Richmond National Cemetery is a United States National Cemetery three miles (4.8 km) east of Richmond in Henrico County, Virginia. Administered by the United States Department of Veterans Affairs, it encompasses 9.7 acres (3.9 ha), and as of 2021 had more than 11,000 interments. It is closed to new interments. Richmond National Cemetery was listed on the National Register of Historic Places in 1995.


The cemetery lies within what was once Richmond’s wartime fortification lines built when the Confederate army defended Richmond during the American Civil War. The cemetery was established by the United States Congressional legislation in 1866 but the original plot of land was not formally purchased from local resident William Slater until 1867. Additional land purchases in 1868 and 1906 brought the cemetery to its current physical size.

The original burials in the cemetery were re-interments from Oakwood Cemetery and Hollywood Cemetery in Richmond. Those re-interments were primarily of Federal Union soldiers who perished from the effects of wounds while prisoners of war in the Richmond area military hospitals. Federal dead from the prisoner of war cemetery at Belle Island Prison Camp in the James River were also re-interred here. Some of the dead intended for the Seven Pines National Cemetery and Cold Harbor National Cemetery were transferred to Richmond when those smaller burial grounds quickly reached their initial capacities from post-war burials and reburials of the dead from the battle of Seven Pines (also known as Fair Oaks) and the battle of Cold Harbor.

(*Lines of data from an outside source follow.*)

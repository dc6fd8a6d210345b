#![allow(dead_code)]

use std::io::{Cursor, Write};

use docx_rewrite::Document;
use docx_rewrite::model::{Paragraph, Run};
use docx_rewrite::xml::{NodeId, NodeKind, XmlTree};

pub const W_NS: &str = "http://schemas.openxmlformats.org/wordprocessingml/2006/main";

const REL_TYPE_BASE: &str = "http://schemas.openxmlformats.org/officeDocument/2006/relationships";

pub const STYLES_XML: &str = r#"<?xml version="1.0" encoding="UTF-8" standalone="yes"?>
<w:styles xmlns:w="http://schemas.openxmlformats.org/wordprocessingml/2006/main">
  <w:style w:type="paragraph" w:default="1" w:styleId="Normal"><w:name w:val="Normal"/></w:style>
  <w:style w:type="paragraph" w:styleId="Heading1"><w:name w:val="heading 1"/><w:basedOn w:val="Normal"/></w:style>
  <w:style w:type="paragraph" w:styleId="Title"><w:name w:val="Title"/><w:basedOn w:val="Normal"/></w:style>
  <w:style w:type="paragraph" w:styleId="TOC1"><w:name w:val="toc 1"/><w:basedOn w:val="Normal"/></w:style>
  <w:style w:type="paragraph" w:styleId="Contents"><w:name w:val="TOC Entry"/></w:style>
  <w:style w:type="paragraph" w:styleId="TOCHeading"><w:name w:val="TOC Heading"/></w:style>
  <w:style w:type="paragraph" w:styleId="Tocata"><w:name w:val="Tocata"/></w:style>
  <w:style w:type="character" w:styleId="Strong"><w:name w:val="Strong"/></w:style>
</w:styles>"#;

fn escape(text: &str) -> String {
    text.replace('&', "&amp;")
        .replace('<', "&lt;")
        .replace('>', "&gt;")
}

/// `<w:r>` holding `text`, tabs written as `<w:tab/>`.
pub fn run(text: &str) -> String {
    format!("<w:r>{}</w:r>", run_content(text))
}

pub fn bold_run(text: &str) -> String {
    format!("<w:r><w:rPr><w:b/></w:rPr>{}</w:r>", run_content(text))
}

pub fn italic_run(text: &str) -> String {
    format!("<w:r><w:rPr><w:i/></w:rPr>{}</w:r>", run_content(text))
}

fn run_content(text: &str) -> String {
    text.split('\t')
        .map(|segment| {
            if segment.is_empty() {
                String::new()
            } else {
                format!(r#"<w:t xml:space="preserve">{}</w:t>"#, escape(segment))
            }
        })
        .collect::<Vec<_>>()
        .join("<w:tab/>")
}

pub fn paragraph(runs: &[String]) -> String {
    format!("<w:p>{}</w:p>", runs.concat())
}

pub fn styled_paragraph(style_id: &str, runs: &[String]) -> String {
    format!(
        r#"<w:p><w:pPr><w:pStyle w:val="{style_id}"/></w:pPr>{}</w:p>"#,
        runs.concat()
    )
}

/// Single-cell-per-entry table, rows given as cell texts.
pub fn table(rows: &[&[&str]]) -> String {
    let mut xml = String::from("<w:tbl>");
    for row in rows {
        xml.push_str("<w:tr>");
        for cell in row.iter() {
            xml.push_str(&format!("<w:tc>{}</w:tc>", paragraph(&[run(cell)])));
        }
        xml.push_str("</w:tr>");
    }
    xml.push_str("</w:tbl>");
    xml
}

pub fn document_xml(body: &str) -> String {
    format!(
        r#"<?xml version="1.0" encoding="UTF-8" standalone="yes"?>
<w:document xmlns:w="http://schemas.openxmlformats.org/wordprocessingml/2006/main" xmlns:r="http://schemas.openxmlformats.org/officeDocument/2006/relationships" xmlns:wp="http://schemas.openxmlformats.org/drawingml/2006/wordprocessingDrawing" xmlns:a="http://schemas.openxmlformats.org/drawingml/2006/main" xmlns:pic="http://schemas.openxmlformats.org/drawingml/2006/picture"><w:body>{body}<w:sectPr/></w:body></w:document>"#
    )
}

/// In-memory DOCX package for tests.
pub struct DocxBuilder {
    body: String,
    styles: Option<String>,
    rels: Vec<(String, String, String)>,
    parts: Vec<(String, Vec<u8>)>,
}

impl DocxBuilder {
    pub fn new(body: &str) -> Self {
        DocxBuilder {
            body: body.to_string(),
            styles: Some(STYLES_XML.to_string()),
            rels: Vec::new(),
            parts: Vec::new(),
        }
    }

    pub fn without_styles(mut self) -> Self {
        self.styles = None;
        self
    }

    /// Adds a relationship from `word/document.xml`; `kind` is the last
    /// segment of the relationship type (`image`, `comments`, ...).
    pub fn relationship(mut self, id: &str, kind: &str, target: &str) -> Self {
        self.rels.push((
            id.to_string(),
            format!("{REL_TYPE_BASE}/{kind}"),
            target.to_string(),
        ));
        self
    }

    pub fn part(mut self, name: &str, data: impl Into<Vec<u8>>) -> Self {
        self.parts.push((name.to_string(), data.into()));
        self
    }

    pub fn build(self) -> Vec<u8> {
        let mut zip = zip::ZipWriter::new(Cursor::new(Vec::new()));
        let options = zip::write::SimpleFileOptions::default()
            .compression_method(zip::CompressionMethod::Deflated);

        let mut write = |name: &str, data: &[u8]| {
            zip.start_file(name, options).unwrap();
            zip.write_all(data).unwrap();
        };

        write(
            "[Content_Types].xml",
            br#"<?xml version="1.0" encoding="UTF-8" standalone="yes"?>
<Types xmlns="http://schemas.openxmlformats.org/package/2006/content-types"><Default Extension="rels" ContentType="application/vnd.openxmlformats-package.relationships+xml"/><Default Extension="xml" ContentType="application/xml"/><Default Extension="png" ContentType="image/png"/><Override PartName="/word/document.xml" ContentType="application/vnd.openxmlformats-officedocument.wordprocessingml.document.main+xml"/></Types>"#,
        );
        write(
            "_rels/.rels",
            br#"<?xml version="1.0" encoding="UTF-8" standalone="yes"?>
<Relationships xmlns="http://schemas.openxmlformats.org/package/2006/relationships"><Relationship Id="rId1" Type="http://schemas.openxmlformats.org/officeDocument/2006/relationships/officeDocument" Target="word/document.xml"/></Relationships>"#,
        );
        write("word/document.xml", document_xml(&self.body).as_bytes());
        if let Some(styles) = &self.styles {
            write("word/styles.xml", styles.as_bytes());
        }

        let mut rels = String::from(
            r#"<?xml version="1.0" encoding="UTF-8" standalone="yes"?>
<Relationships xmlns="http://schemas.openxmlformats.org/package/2006/relationships">"#,
        );
        if self.styles.is_some() {
            rels.push_str(&format!(
                r#"<Relationship Id="rIdStyles" Type="{REL_TYPE_BASE}/styles" Target="styles.xml"/>"#
            ));
        }
        for (id, rel_type, target) in &self.rels {
            rels.push_str(&format!(
                r#"<Relationship Id="{id}" Type="{rel_type}" Target="{target}"/>"#
            ));
        }
        rels.push_str("</Relationships>");
        write("word/_rels/document.xml.rels", rels.as_bytes());

        for (name, data) in &self.parts {
            write(name, data);
        }

        zip.finish().unwrap().into_inner()
    }

    pub fn open(self) -> Document {
        Document::from_bytes(&self.build()).expect("test document should open")
    }
}

pub fn open_body(body: &str) -> Document {
    DocxBuilder::new(body).open()
}

/// Serializes and re-opens the document, so assertions see what a reader
/// of the saved file would see.
pub fn reopen(doc: &mut Document) -> Document {
    let bytes = doc.to_bytes().expect("document should serialize");
    Document::from_bytes(&bytes).expect("serialized document should reopen")
}

pub fn paragraph_texts(doc: &Document) -> Vec<String> {
    doc.paragraphs()
        .into_iter()
        .map(|p| p.text(doc.tree()))
        .collect()
}

/// (text, bold) of each direct run of a paragraph.
pub fn runs_of(doc: &Document, paragraph: Paragraph) -> Vec<(String, bool)> {
    paragraph
        .runs(doc.tree())
        .into_iter()
        .map(|r| (r.text(doc.tree()), r.is_bold(doc.tree())))
        .collect()
}

/// Children of a run other than `w:rPr`: `t:<text>` for text, the local
/// name for anything else.
pub fn layout(tree: &XmlTree, run: Run) -> Vec<String> {
    tree.children(run.node())
        .iter()
        .filter_map(|&c| tree.element(c).map(|el| (c, el)))
        .filter(|(_, el)| el.name.local != "rPr")
        .map(|(c, el)| {
            if el.name.local == "t" {
                format!("t:{}", tree.text_content(c))
            } else {
                el.name.local.clone()
            }
        })
        .collect()
}

/// Markup of a subtree: names, attributes and text in order.
pub fn markup(tree: &XmlTree, node: NodeId) -> String {
    match tree.kind(node) {
        NodeKind::Element(el) => {
            let mut out = format!("<{}", el.name.qualified());
            for attr in &el.attributes {
                out.push_str(&format!(" {}=\"{}\"", attr.name.qualified(), attr.value));
            }
            out.push('>');
            for &child in tree.children(node) {
                out.push_str(&markup(tree, child));
            }
            out.push_str(&format!("</{}>", el.name.qualified()));
            out
        }
        NodeKind::Text(text) => text.clone(),
        _ => String::new(),
    }
}

pub fn first_paragraph(doc: &Document) -> Paragraph {
    doc.paragraphs()[0]
}

/// A small PNG of the given pixel size.
pub fn png(width: u32, height: u32) -> Vec<u8> {
    let img = image::RgbImage::new(width, height);
    let mut out = Cursor::new(Vec::new());
    img.write_to(&mut out, image::ImageFormat::Png)
        .expect("png should encode");
    out.into_inner()
}

/// Inline picture referencing relationship `rel_id`, sized in EMU.
pub fn inline_picture(rel_id: &str, cx: i64, cy: i64, name: &str) -> String {
    format!(
        r#"<w:r><w:drawing><wp:inline><wp:extent cx="{cx}" cy="{cy}"/><wp:docPr id="1" name="{name}" descr="{name} description"/><a:graphic><a:graphicData uri="http://schemas.openxmlformats.org/drawingml/2006/picture"><pic:pic><pic:blipFill><a:blip r:embed="{rel_id}"/></pic:blipFill><pic:spPr><a:xfrm><a:off x="0" y="0"/><a:ext cx="{cx}" cy="{cy}"/></a:xfrm></pic:spPr></pic:pic></a:graphicData></a:graphic></wp:inline></w:drawing></w:r>"#
    )
}

pub fn anchored_picture(rel_id: &str, cx: i64, cy: i64) -> String {
    format!(
        r#"<w:r><w:drawing><wp:anchor><wp:extent cx="{cx}" cy="{cy}"/><wp:docPr id="2" name="Floating"/><a:graphic><a:graphicData uri="http://schemas.openxmlformats.org/drawingml/2006/picture"><pic:pic><pic:blipFill><a:blip r:embed="{rel_id}"/></pic:blipFill><pic:spPr><a:xfrm><a:ext cx="{cx}" cy="{cy}"/></a:xfrm></pic:spPr></pic:pic></a:graphicData></a:graphic></wp:anchor></w:drawing></w:r>"#
    )
}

Also re-interred in the Richmond National Cemetery were the remains of more than 500 Union prisoners of war, who had been originally interred in the “Shockoe Hill African Burying Ground”, the city of Richmond’s second African Burying Ground.[3] The “Shockoe Hill African Burying Ground” was Shockoe Hill Cemetery’s segregated burying ground for free people of color, and the enslaved.

Military veterans from later eras are also buried here at Richmond National Cemetery.